I wasn’t planning on getting into VR tonight but I ended up doing it anyway.

The Bigscreen folks suggested washing the facial interface gasket with soapy water, and that seems to have fixed the skin irritation. So there must have just been some residue left over.

I also printed a Vive DAS adapter so now I have a much easier time putting the headset on and setting up the audio and so on. It ends up not sitting on my head quite right, though, and adjusting the fit to my eyes is a little more fiddly. Unfortunately the design of the BSB doesn’t make it easy to put on a top support strap (the DAS adapter has a little dealybop for the DAS’s top strap but I couldn’t get it to stay attached with double-sided tape and I’m not yet willing to use permanent adhesive) so my choices are either off-axis lenses or having it so tight it gives me a headache.

I also ended up removing the lens inserts for now, and I’ll wait for the QC-passing ones to arrive.
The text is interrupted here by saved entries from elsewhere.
//! Store open/reopen tests
//!
//! Run with: cargo test --test connection_retry_test -- --nocapture

use std::sync::{Arc, Barrier};
use std::thread;
use std::time::{Duration, Instant};
use tempfile::TempDir;

use wingman_core::adapters::duckdb::DuckDbStore;
use wingman_core::migrations::MIGRATIONS;
use wingman_core::ports::KeyValueStore;

/// Several `wm` invocations racing to open the same store all get in
#[test]
fn test_concurrent_connections() {
    let temp_dir = TempDir::new().unwrap();
    let db_path = temp_dir.path().join("wingman.duckdb");

    {
        let store = DuckDbStore::new(&db_path).unwrap();
        store.ensure_schema().unwrap();
    }

    let barrier = Arc::new(Barrier::new(3));
    let db_path = Arc::new(db_path);

    let handles: Vec<_> = (0..3)
        .map(|i| {
            let barrier = Arc::clone(&barrier);
            let db_path = Arc::clone(&db_path);

            thread::spawn(move || {
                barrier.wait();

                let start = Instant::now();
                match DuckDbStore::new(&db_path) {
                    Ok(_store) => {
                        println!("Thread {}: opened after {:?}", i, start.elapsed());
                        // Hold the file briefly to create contention
                        thread::sleep(Duration::from_millis(100));
                        Ok(())
                    }
                    Err(e) => {
                        println!("Thread {}: failed after {:?}: {}", i, start.elapsed(), e);
                        Err(e.to_string())
                    }
                }
            })
        })
        .collect();

    let failures: Vec<String> = handles
        .into_iter()
        .filter_map(|h| h.join().unwrap().err())
        .collect();

    assert!(failures.is_empty(), "Connections failed: {:?}", failures);
}

/// Each CLI invocation opens the store, runs migrations and drops it again
#[test]
fn test_sequential_connections() {
    let temp_dir = TempDir::new().unwrap();
    let db_path = temp_dir.path().join("wingman.duckdb");

    for i in 0..5 {
        let start = Instant::now();
        let store = DuckDbStore::new(&db_path).unwrap();
        store.ensure_schema().unwrap();
        store.set(&format!("key-{}", i), "true").unwrap();
        println!("Connection {}: opened in {:?}", i, start.elapsed());
    }

    let store = DuckDbStore::new(&db_path).unwrap();
    store.ensure_schema().unwrap();
    assert_eq!(store.len().unwrap(), 5);
}

/// Migrations are recorded once no matter how often the store is opened
#[test]
fn test_schema_is_idempotent() {
    let temp_dir = TempDir::new().unwrap();
    let db_path = temp_dir.path().join("wingman.duckdb");

    for _ in 0..3 {
        let store = DuckDbStore::new(&db_path).unwrap();
        store.ensure_schema().unwrap();
    }

    let conn = duckdb::Connection::open(&db_path).unwrap();
    let recorded: i64 = conn
        .query_row("SELECT COUNT(*) FROM sys_migrations", [], |row| row.get(0))
        .unwrap();
    let distinct: i64 = conn
        .query_row(
            "SELECT COUNT(DISTINCT migration_name) FROM sys_migrations",
            [],
            |row| row.get(0),
        )
        .unwrap();

    assert_eq!(recorded as usize, MIGRATIONS.len());
    assert_eq!(distinct, recorded);
}
//! Profile service - the people a user is getting to know

use std::sync::Arc;

use uuid::Uuid;

use crate::domain::result::{Error, Result};
use crate::domain::{namespace_for, EntityKind, PersonProfile, ProfileDraft, Session};
use crate::ports::{KeyValueStore, KeyValueStoreExt};

/// Placeholder avatar for profiles saved without a picture
pub fn placeholder_avatar(id: &str) -> String {
    format!("https://picsum.photos/seed/{}/200", id)
}

/// CRUD over the profile list in the session's namespace
pub struct ProfileService {
    store: Arc<dyn KeyValueStore>,
}

impl ProfileService {
    pub fn new(store: Arc<dyn KeyValueStore>) -> Self {
        Self { store }
    }

    pub fn list(&self, session: Option<&Session>) -> Result<Vec<PersonProfile>> {
        let key = namespace_for(session, EntityKind::Profiles);
        Ok(self.store.load_json(key.as_str())?.unwrap_or_default())
    }

    pub fn get(&self, session: Option<&Session>, id: &str) -> Result<PersonProfile> {
        self.list(session)?
            .into_iter()
            .find(|p| p.id == id)
            .ok_or_else(|| Error::not_found(format!("Profile '{}'", id)))
    }

    /// Save a new profile and return it with its assigned id
    pub fn add(&self, session: Option<&Session>, draft: ProfileDraft) -> Result<PersonProfile> {
        if draft.name.trim().is_empty() {
            return Err(Error::validation("Profile name is required"));
        }

        let id = Uuid::new_v4().to_string();
        let mut profile = draft.into_profile(id);
        if profile.avatar_url.trim().is_empty() {
            profile.avatar_url = placeholder_avatar(&profile.id);
        }

        let mut profiles = self.list(session)?;
        profiles.push(profile.clone());
        self.save(session, &profiles)?;
        Ok(profile)
    }

    /// Replace the stored profile that has the same id
    pub fn update(
        &self,
        session: Option<&Session>,
        profile: PersonProfile,
    ) -> Result<PersonProfile> {
        if profile.name.trim().is_empty() {
            return Err(Error::validation("Profile name is required"));
        }

        let mut profiles = self.list(session)?;
        let slot = profiles
            .iter_mut()
            .find(|p| p.id == profile.id)
            .ok_or_else(|| Error::not_found(format!("Profile '{}'", profile.id)))?;
        *slot = profile.clone();
        self.save(session, &profiles)?;
        Ok(profile)
    }

    /// Delete a profile; dates planned with them are kept
    pub fn remove(&self, session: Option<&Session>, id: &str) -> Result<PersonProfile> {
        let mut profiles = self.list(session)?;
        let index = profiles
            .iter()
            .position(|p| p.id == id)
            .ok_or_else(|| Error::not_found(format!("Profile '{}'", id)))?;
        let removed = profiles.remove(index);
        self.save(session, &profiles)?;
        Ok(removed)
    }

    fn save(&self, session: Option<&Session>, profiles: &[PersonProfile]) -> Result<()> {
        let key = namespace_for(session, EntityKind::Profiles);
        self.store.save_json(key.as_str(), profiles)
    }
}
Everything is just so sharp now. I like it.

The new Apple AR goggles

My impressions on the hardware, for what it’s worth:

  • Really cool tech
  • Kind of a solution in search of a problem
  • I look forward to seeing what people do with it
  • I look forward to it becoming affordable and usable for a lot more than just running fancy versions of iOS apps
  • I will be way more interested if they let you apply filters to the external screen; why show a video feed of your boring human eyes when you can be your fursona or a protogen?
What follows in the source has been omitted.